:: DATA FOR THE TASK

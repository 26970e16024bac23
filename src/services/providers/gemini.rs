//! Gemini provider implementation.
//!
//! Talks to the Gemini REST API with a fixed model, sending one text part
//! and at most one inline-image part per request.

use std::time::Duration;

use async_trait::async_trait;
use reqwest::Client;
use serde::Serialize;

use super::{CaptionProvider, GeneratedCaption, ProviderError};
use crate::services::image::ResolvedImage;

/// Gemini API base URL.
const GEMINI_API_BASE: &str = "https://generativelanguage.googleapis.com/v1beta";

/// Model used for captioning. Deliberately fixed rather than configurable.
const GEMINI_MODEL: &str = "gemini-2.5-flash";

/// Gemini-backed caption provider.
pub struct GeminiCaptionProvider {
    api_key: String,
    base_url: String,
    client: Client,
}

impl GeminiCaptionProvider {
    pub fn new(api_key: String) -> Self {
        Self::with_base_url(api_key, GEMINI_API_BASE.to_string())
    }

    fn with_base_url(api_key: String, base_url: String) -> Self {
        Self {
            api_key,
            base_url,
            client: Client::builder()
                .timeout(Duration::from_secs(120))
                .build()
                .expect("Failed to create HTTP client"),
        }
    }

    fn api_url(&self) -> String {
        format!(
            "{}/models/{}:generateContent?key={}",
            self.base_url, GEMINI_MODEL, self.api_key
        )
    }
}

#[async_trait]
impl CaptionProvider for GeminiCaptionProvider {
    async fn generate(
        &self,
        prompt: &str,
        image: Option<&ResolvedImage>,
    ) -> Result<GeneratedCaption, ProviderError> {
        let request = GenerateContentRequest::new(prompt, image);

        tracing::debug!(
            model = GEMINI_MODEL,
            prompt_len = prompt.len(),
            has_image = image.is_some(),
            "Sending generateContent request"
        );

        let response = self
            .client
            .post(self.api_url())
            .json(&request)
            .send()
            .await
            // The request URL carries the API key; it must never reach
            // error text.
            .map_err(|e| ProviderError::Network(e.without_url().to_string()))?;

        let status = response.status();
        if !status.is_success() {
            let error_text = response.text().await.unwrap_or_default();
            let payload = serde_json::from_str::<serde_json::Value>(&error_text).ok();
            return Err(ProviderError::Api {
                status: status.as_u16(),
                message: error_text,
                payload,
            });
        }

        let raw: serde_json::Value = response
            .json()
            .await
            .map_err(|e| ProviderError::InvalidResponse(e.without_url().to_string()))?;

        Ok(extract_caption(raw))
    }
}

/// Pulls the caption and usage metadata out of a raw `generateContent`
/// response, keeping the untouched value alongside. Missing pieces become
/// `None`; an unexpected shape is not an error.
fn extract_caption(raw: serde_json::Value) -> GeneratedCaption {
    let caption = raw
        .pointer("/candidates/0/content/parts/0/text")
        .and_then(|value| value.as_str())
        .map(String::from);

    let usage = raw
        .get("usageMetadata")
        .filter(|value| !value.is_null())
        .cloned();

    GeneratedCaption {
        caption,
        usage,
        raw,
    }
}

#[derive(Debug, Serialize)]
struct GenerateContentRequest {
    contents: Vec<Content>,
}

impl GenerateContentRequest {
    /// One content entry: the prompt text first, then the inline image when
    /// present.
    fn new(prompt: &str, image: Option<&ResolvedImage>) -> Self {
        let mut parts = vec![ContentPart::Text {
            text: prompt.to_string(),
        }];

        if let Some(image) = image {
            parts.push(ContentPart::InlineData {
                inline_data: InlineData {
                    mime_type: image.mime_type.clone(),
                    data: image.base64_content.clone(),
                },
            });
        }

        Self {
            contents: vec![Content { parts }],
        }
    }
}

#[derive(Debug, Serialize)]
struct Content {
    parts: Vec<ContentPart>,
}

#[derive(Debug, Serialize)]
#[serde(untagged)]
enum ContentPart {
    Text {
        text: String,
    },
    InlineData {
        #[serde(rename = "inlineData")]
        inline_data: InlineData,
    },
}

#[derive(Debug, Serialize)]
#[serde(rename_all = "camelCase")]
struct InlineData {
    mime_type: String,
    data: String,
}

::::

• **YOUR INSTRUCTIONS**:
All of the entries, from the first line to the last, should be duplicated exactly.

• **WRITTEN ANSWER**:
repository 26970e16024bac23
filename src/services/providers/gemini.rs
//! Gemini provider implementation.
//!
//! Talks to the Gemini REST API with a fixed model, sending one text part
//! and at most one inline-image part per request.

use std::time::Duration;

use async_trait::async_trait;
use reqwest::Client;
use serde::Serialize;

use super::{CaptionProvider, GeneratedCaption, ProviderError};
use crate::services::image::ResolvedImage;

/// Gemini API base URL.
const GEMINI_API_BASE: &str = "https://generativelanguage.googleapis.com/v1beta";

/// Model used for captioning. Deliberately fixed rather than configurable.
const GEMINI_MODEL: &str = "gemini-2.5-flash";

/// Gemini-backed caption provider.
pub struct GeminiCaptionProvider {
    api_key: String,
    base_url: String,
    client: Client,
}

impl GeminiCaptionProvider {
    pub fn new(api_key: String) -> Self {
        Self::with_base_url(api_key, GEMINI_API_BASE.to_string())
    }

    fn with_base_url(api_key: String, base_url: String) -> Self {
        Self {
            api_key,
            base_url,
            client: Client::builder()
                .timeout(Duration::from_secs(120))
                .build()
                .expect("Failed to create HTTP client"),
        }
    }

    fn api_url(&self) -> String {
        format!(
            "{}/models/{}:generateContent?key={}",
            self.base_url, GEMINI_MODEL, self.api_key
        )
    }
}

#[async_trait]
impl CaptionProvider for GeminiCaptionProvider {
    async fn generate(
        &self,
        prompt: &str,
        image: Option<&ResolvedImage>,
    ) -> Result<GeneratedCaption, ProviderError> {
        let request = GenerateContentRequest::new(prompt, image);

        tracing::debug!(
            model = GEMINI_MODEL,
            prompt_len = prompt.len(),
            has_image = image.is_some(),
            "Sending generateContent request"
        );

        let response = self
            .client
            .post(self.api_url())
            .json(&request)
            .send()
            .await
            // The request URL carries the API key; it must never reach
            // error text.
            .map_err(|e| ProviderError::Network(e.without_url().to_string()))?;

        let status = response.status();
        if !status.is_success() {
            let error_text = response.text().await.unwrap_or_default();
            let payload = serde_json::from_str::<serde_json::Value>(&error_text).ok();
            return Err(ProviderError::Api {
                status: status.as_u16(),
                message: error_text,
                payload,
            });
        }

        let raw: serde_json::Value = response
            .json()
            .await
            .map_err(|e| ProviderError::InvalidResponse(e.without_url().to_string()))?;

        Ok(extract_caption(raw))
    }
}

/// Pulls the caption and usage metadata out of a raw `generateContent`
/// response, keeping the untouched value alongside. Missing pieces become
/// `None`; an unexpected shape is not an error.
fn extract_caption(raw: serde_json::Value) -> GeneratedCaption {
    let caption = raw
        .pointer("/candidates/0/content/parts/0/text")
        .and_then(|value| value.as_str())
        .map(String::from);

    let usage = raw
        .get("usageMetadata")
        .filter(|value| !value.is_null())
        .cloned();

    GeneratedCaption {
        caption,
        usage,
        raw,
    }
}

#[derive(Debug, Serialize)]
struct GenerateContentRequest {
    contents: Vec<Content>,
}

impl GenerateContentRequest {
    /// One content entry: the prompt text first, then the inline image when
    /// present.
    fn new(prompt: &str, image: Option<&ResolvedImage>) -> Self {
        let mut parts = vec![ContentPart::Text {
            text: prompt.to_string(),
        }];

        if let Some(image) = image {
            parts.push(ContentPart::InlineData {
                inline_data: InlineData {
                    mime_type: image.mime_type.clone(),
                    data: image.base64_content.clone(),
                },
            });
        }

        Self {
            contents: vec![Content { parts }],
        }
    }
}

#[derive(Debug, Serialize)]
struct Content {
    parts: Vec<ContentPart>,
}

#[derive(Debug, Serialize)]
#[serde(untagged)]
enum ContentPart {
    Text {
        text: String,
    },
    InlineData {
        #[serde(rename = "inlineData")]
        inline_data: InlineData,
    },
}

#[derive(Debug, Serialize)]
#[serde(rename_all = "camelCase")]
struct InlineData {
    mime_type: String,
    data: String,
}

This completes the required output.